EXERCISE: The answer must be a single number: how many lines of the entries below include "join".

____

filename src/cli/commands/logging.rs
//! `-v` / `RELAY_LOG_LEVEL`: how much the relay logs.

use clap::{builder::ValueParser, Arg, ArgAction, Command};

pub const ARG_VERBOSITY: &str = "verbosity";

/// Level names accepted by `RELAY_LOG_LEVEL`, at their verbosity count.
const LEVEL_NAMES: [&str; 5] = ["error", "warn", "info", "debug", "trace"];

const MAX_VERBOSITY: u8 = 5;

/// Accept either a verbosity count or a level name.
fn parse_verbosity(level: &str) -> Result<u8, String> {
    let level = level.trim();
    if let Ok(count) = level.parse::<u8>() {
        return if count <= MAX_VERBOSITY {
            Ok(count)
        } else {
            Err(format!("verbosity {count} is above {MAX_VERBOSITY}"))
        };
    }

    LEVEL_NAMES
        .iter()
        .position(|name| name.eq_ignore_ascii_case(level))
        .and_then(|index| u8::try_from(index).ok())
        .ok_or_else(|| {
            format!(
                "unknown log level `{level}`, expected one of {}",
                LEVEL_NAMES.join(", ")
            )
        })
}

#[must_use]
pub fn with_args(command: Command) -> Command {
    command.arg(
        Arg::new(ARG_VERBOSITY)
            .short('v')
            .long("verbose")
            .help("Repeat to log more (-vv is INFO); RELAY_LOG_LEVEL takes a level name")
            .env("RELAY_LOG_LEVEL")
            .global(true)
            .action(ArgAction::Count)
            .value_parser(ValueParser::new(parse_verbosity)),
    )
}

#[cfg(test)]
mod tests {
    use super::*;

    #[test]
    fn level_names_map_to_counts() {
        assert_eq!(parse_verbosity("error"), Ok(0));
        assert_eq!(parse_verbosity("DEBUG"), Ok(3));
        assert_eq!(parse_verbosity(" trace "), Ok(4));
    }

    #[test]
    fn counts_are_capped() {
        assert_eq!(parse_verbosity("5"), Ok(5));
        assert!(parse_verbosity("6").is_err());
        assert!(parse_verbosity("loud").is_err());
    }
}
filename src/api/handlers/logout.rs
use super::{load_relay, see_other, session_headers, state::RelayState};
use axum::{
    extract::{Extension, RawQuery},
    http::HeaderMap,
    response::Response,
};
use std::sync::Arc;

// axum handler for logout; always clears the cookie, even if nothing was stored
pub async fn logout(
    relay_state: Extension<Arc<RelayState>>,
    headers: HeaderMap,
    RawQuery(query): RawQuery,
) -> Response {
    let mut relay = load_relay(&relay_state, &headers, query.as_deref());
    relay.logout();
    see_other(
        &relay.params().relay_path("/"),
        session_headers(relay.store()),
    )
}
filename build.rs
fn main() {
    built::write_built_file().expect("Failed to acquire build-time information");
}
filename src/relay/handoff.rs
//! Transfer of the signed-in identity to the calling application.

use super::{error::RelayError, identity::IdentityRecord, session::SessionStore};
use tracing::{info, warn};
use url::Url;

/// Issues the navigation away from the relay.
pub trait Navigator {
    fn navigate(&mut self, location: &str);
}

/// Records the location so an HTTP handler can answer with a redirect.
#[derive(Debug, Default)]
pub struct RedirectNavigator {
    location: Option<String>,
}

impl RedirectNavigator {
    #[must_use]
    pub fn new() -> Self {
        Self::default()
    }

    #[must_use]
    pub fn location(&self) -> Option<&str> {
        self.location.as_deref()
    }
}

impl Navigator for RedirectNavigator {
    fn navigate(&mut self, location: &str) {
        self.location = Some(location.to_string());
    }
}

/// Operator allow-list for redirect targets. Empty permits every target.
#[derive(Debug, Clone, Default)]
pub struct RedirectPolicy {
    allowed: Vec<Url>,
}

impl RedirectPolicy {
    /// Anything goes; the caller's `redirect` is trusted.
    #[must_use]
    pub fn permissive() -> Self {
        Self::default()
    }

    /// Build from entries like `https://app.example` or `https://app.example/cb`.
    /// Entries that are not absolute URLs are skipped with a warning.
    #[must_use]
    pub fn from_entries<I, S>(entries: I) -> Self
    where
        I: IntoIterator<Item = S>,
        S: AsRef<str>,
    {
        let allowed = entries
            .into_iter()
            .filter_map(|entry| {
                let entry = entry.as_ref().trim();
                if entry.is_empty() {
                    return None;
                }
                Url::parse(entry)
                    .map_err(|err| warn!("Ignoring redirect allow-list entry {entry}: {err}"))
                    .ok()
            })
            .collect();
        Self { allowed }
    }

    #[must_use]
    pub fn is_permissive(&self) -> bool {
        self.allowed.is_empty()
    }

    /// Relative targets stay on the relay's origin and are always allowed.
    /// Absolute targets must share an entry's origin and sit at or below its
    /// path, compared segment by segment.
    #[must_use]
    pub fn permits(&self, target: &str) -> bool {
        if self.is_permissive() {
            return true;
        }

        let Ok(target) = Url::parse(target) else {
            return target.starts_with('/') && !target.starts_with("//");
        };

        self.allowed
            .iter()
            .any(|entry| entry.origin() == target.origin() && within_path(entry.path(), target.path()))
    }
}

fn within_path(prefix: &str, path: &str) -> bool {
    match path.strip_prefix(prefix) {
        Some(rest) => prefix.ends_with('/') || rest.is_empty() || rest.starts_with('/'),
        None => false,
    }
}

/// Build `{target}?u={name}&m={email}` with both fields percent-encoded.
///
/// The fields join an existing query with `&` and always land before any
/// `#fragment`, so the caller receives them as query parameters.
#[must_use]
pub fn handoff_url(target: &str, record: &IdentityRecord) -> String {
    let (base, fragment) = match target.split_once('#') {
        Some((base, fragment)) => (base, Some(fragment)),
        None => (target, None),
    };
    let separator = match base.find('?') {
        None => "?",
        Some(_) if base.ends_with('?') || base.ends_with('&') => "",
        Some(_) => "&",
    };

    let mut location = format!(
        "{base}{separator}u={}&m={}",
        urlencoding::encode(&record.name),
        urlencoding::encode(&record.email)
    );
    if let Some(fragment) = fragment {
        location.push('#');
        location.push_str(fragment);
    }
    location
}

/// Read the stored identity, navigate to the caller, then clear the store.
///
/// The store is only cleared after the navigation has been issued; every
/// failure leaves it untouched.
///
/// # Errors
/// `Config` when the target is absent or not allowed, `Validation` when no
/// identity is stored.
pub fn perform<S, N>(
    store: &mut S,
    target: Option<&str>,
    policy: &RedirectPolicy,
    navigator: &mut N,
) -> Result<String, RelayError>
where
    S: SessionStore,
    N: Navigator,
{
    let target = target.filter(|target| !target.trim().is_empty()).ok_or_else(|| {
        RelayError::Config("No application to return to: missing `redirect` parameter.".to_string())
    })?;

    if !policy.permits(target) {
        warn!("Refusing hand-off to {target}: not in the redirect allow-list");
        return Err(RelayError::Config(format!(
            "Returning to {target} is not allowed."
        )));
    }

    let record = store.load().ok_or_else(|| {
        RelayError::Validation("Sign in before returning to the application.".to_string())
    })?;

    let location = handoff_url(target, &record);
    navigator.navigate(&location);
    store.clear();

    info!("Handed off identity to {target}");

    Ok(location)
}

____

WRITTEN RESPONSE: 2